Since I will be comparing the models based on the testing score repeatedly, I built a function to find the best RF model results based on refinement depending on the offer type. I decided to do GridSearch to determine what would be the optimal parameters for the model.

  1. BOGO offers model, the accuracy for the RF model increased slightly — from 82.14% to 82.51%, and the F1 score increased from 75.91% to 77.64%. This is a good performance increase but minimal, which indicates that perhaps there’s not much that can be done to improve the performance of the model with parameter tuning.
  2. Discount offers model, the accuracy of the model increased slightly, from 87.23% to 87.47%, and the F1 score improved from 81.43% to 82.06%. The good thing is that now both the accuracy and the F1 score for the RF model is better than the DT model.

Conclusion

Overall, we can see that the top-performing models are the 2nd model (with GridSearch to find optimal model parameters) for predicting the effectiveness of BOGO and discount offers, whereas the best performing model for informational offers was just after performing GridSearch to find the optimal parameters.

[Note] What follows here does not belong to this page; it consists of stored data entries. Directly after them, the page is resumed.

#[cfg(test)]
mod tests {
    use super::*;
    use crate::compiler::builtin::RuntimeHelpersPlugin;
    use crate::compiler::CallerDescriptor;
    use crate::preflight::{HelperStrategy, PreflightCache};
    use crate::PluginError;
    use serde_json::json;

    fn options(plugins: Vec<PluginItem>, presets: Vec<PluginItem>) -> CompilerOptions {
        CompilerOptions {
            filename: Some(PathBuf::from("input.js")),
            config_file: Some(false),
            plugins,
            presets,
            caller: CallerDescriptor {
                name: "test".to_string(),
                supports_static_esm: true,
                supports_dynamic_import: true,
                supports_top_level_await: true,
            },
            ..Default::default()
        }
    }

    fn env(modules: serde_json::Value) -> PluginItem {
        serde_json::from_value(json!(["env", { "modules": modules }])).unwrap()
    }

    #[test]
    fn test_typescript_is_stripped() {
        let compiler = OxcCompiler::new();
        let mut opts = options(vec![], vec![]);
        opts.filename = Some(PathBuf::from("input.ts"));
        let out = compiler
            .transform_sync("const message: string = \"hi\";\ninterface A { b: number }", &opts)
            .unwrap();
        assert!(!out.code.contains(": string"));
        assert!(!out.code.contains("interface"));
        assert!(out.code.contains("hi"));
    }

    #[test]
    fn test_jsx_classic_mode() {
        let compiler = OxcCompiler::with_config(OxcCompilerConfig {
            jsx_runtime: JsxRuntimeMode::Classic,
            jsx_pragma: Some("h".to_string()),
            jsx_pragma_frag: Some("Fragment".to_string()),
            ..Default::default()
        });
        let mut opts = options(vec![], vec![]);
        opts.filename = Some(PathBuf::from("input.jsx"));
        let out = compiler.transform_sync("const el = <div>Hello</div>;", &opts).unwrap();
        assert!(out.code.contains("h("));
    }

    #[test]
    fn test_object_assign_uses_inline_helper() {
        let compiler = OxcCompiler::new();
        let opts = options(vec!["transform-object-assign".into()], vec![]);
        let out = compiler
            .transform_sync("export const a = Object.assign({}, b);\nexport const c = Object.assign({}, d);", &opts)
            .unwrap();
        assert_eq!(out.code.matches("function _extends(").count(), 1);
        assert_eq!(out.code.matches("_extends({}").count(), 2);
        assert!(!out.code.contains("Object.assign({}"));
    }

    #[test]
    fn test_inline_helper_does_not_shadow_user_function() {
        let compiler = OxcCompiler::new();
        let opts = options(vec!["transform-object-assign".into()], vec![]);
        let out = compiler
            .transform_sync(
                "function _extends() { return 1; }\nexport const a = Object.assign({}, b);\nexport { _extends };",
                &opts,
            )
            .unwrap();
        assert_eq!(out.code.matches("function _extends(").count(), 1);
        assert_eq!(out.code.matches("function _extends2(").count(), 1);
        assert!(out.code.contains("_extends2({}, b)"));
    }

    #[test]
    fn test_env_commonjs_rewrites_modules() {
        let compiler = OxcCompiler::new();
        let opts = options(vec![], vec![env(json!("commonjs"))]);
        let config = compiler.load_partial_config(&opts).unwrap().unwrap();
        let out = compiler
            .transform_sync("import a from \"./a\";\nexport default a;", &config.options)
            .unwrap();
        assert!(out.code.starts_with("\"use strict\";"));
        assert!(out.code.contains("__esModule"));
        assert!(out.code.contains("exports.default = a"));
        assert!(out.code.contains("require(\"./a\")"));
    }

    #[test]
    fn test_probe_classification_per_configuration() {
        let compiler = OxcCompiler::new();
        let classify = |opts: CompilerOptions| {
            let config = compiler.load_partial_config(&opts).unwrap().unwrap();
            PreflightCache::new().classify(&compiler, &config.options)
        };

        assert_eq!(
            classify(options(vec![], vec![env(json!(false))])).unwrap(),
            HelperStrategy::Inline
        );
        assert_eq!(
            classify(options(vec!["external-helpers".into()], vec![])).unwrap(),
            HelperStrategy::External
        );
        assert_eq!(
            classify(options(vec!["transform-runtime".into()], vec![])).unwrap(),
            HelperStrategy::Runtime
        );
        assert!(matches!(
            classify(options(vec![], vec![env(json!("commonjs"))])),
            Err(PluginError::ModuleSyntaxStripped)
        ));
    }

    #[test]
    fn test_runtime_helpers_import_from_package() {
        let compiler = OxcCompiler::new();
        let opts = options(
            vec![
                PluginItem::instance(RuntimeHelpersPlugin::new("my-runtime")),
                "transform-object-assign".into(),
            ],
            vec![],
        );
        let out = compiler.transform_sync("var x = Object.assign({}, y);", &opts).unwrap();
        assert!(out
            .code
            .contains("import _extends from \"my-runtime/helpers/esm/extends\";"));
    }

    #[test]
    fn test_only_and_ignore_exclude_files() {
        let compiler = OxcCompiler::new();
        let mut opts = options(vec![], vec![]);
        opts.ignore = vec!["input\\.js$".to_string()];
        assert!(compiler.load_partial_config(&opts).unwrap().is_none());

        let mut opts = options(vec![], vec![]);
        opts.only = vec!["^src/".to_string()];
        assert!(compiler.load_partial_config(&opts).unwrap().is_none());
    }

    #[test]
    fn test_unknown_plugin_fails_config() {
        let compiler = OxcCompiler::new();
        let opts = options(vec!["transform-nonexistent".into()], vec![]);
        assert!(matches!(
            compiler.load_partial_config(&opts),
            Err(CompileError::UnknownPlugin(_))
        ));
    }

    #[test]
    fn test_source_map_is_shifted_past_preamble() {
        let compiler = OxcCompiler::new();
        let mut opts = options(vec!["transform-object-assign".into()], vec![]);
        opts.source_maps = true;
        let out = compiler.transform_sync("var x = Object.assign({}, y);", &opts).unwrap();
        let map: Value = serde_json::from_str(out.map.as_deref().unwrap()).unwrap();
        let preamble_lines = out.code.split("var x").next().unwrap().matches('\n').count();
        let mappings = map["mappings"].as_str().unwrap();
        assert!(mappings.starts_with(&";".repeat(preamble_lines)));
    }

    #[test]
    fn test_parse_error() {
        let compiler = OxcCompiler::new();
        assert!(matches!(
            compiler.transform_sync("let = ;", &options(vec![], vec![])),
            Err(CompileError::Parse(_))
        ));
    }
}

My decision to use 2 separate models to predict the effectiveness of each offer type ended up with good accuracy for the BOGO and discount models (82.83% for BOGO and 87.35% for discount), while slightly less accurate performance for informational offers (75.3%). However, I would regard 75% as acceptable in a business setting, as for informational offers, there is no cost involved to inform users of a product.

From the result of the project, it’s likely to use machine learning model to predict whether the customer will respond to the offer or not, and the model also shows the main factors such as the length of membership, age, income which highly affect the possibility of customer’s responding to the offer.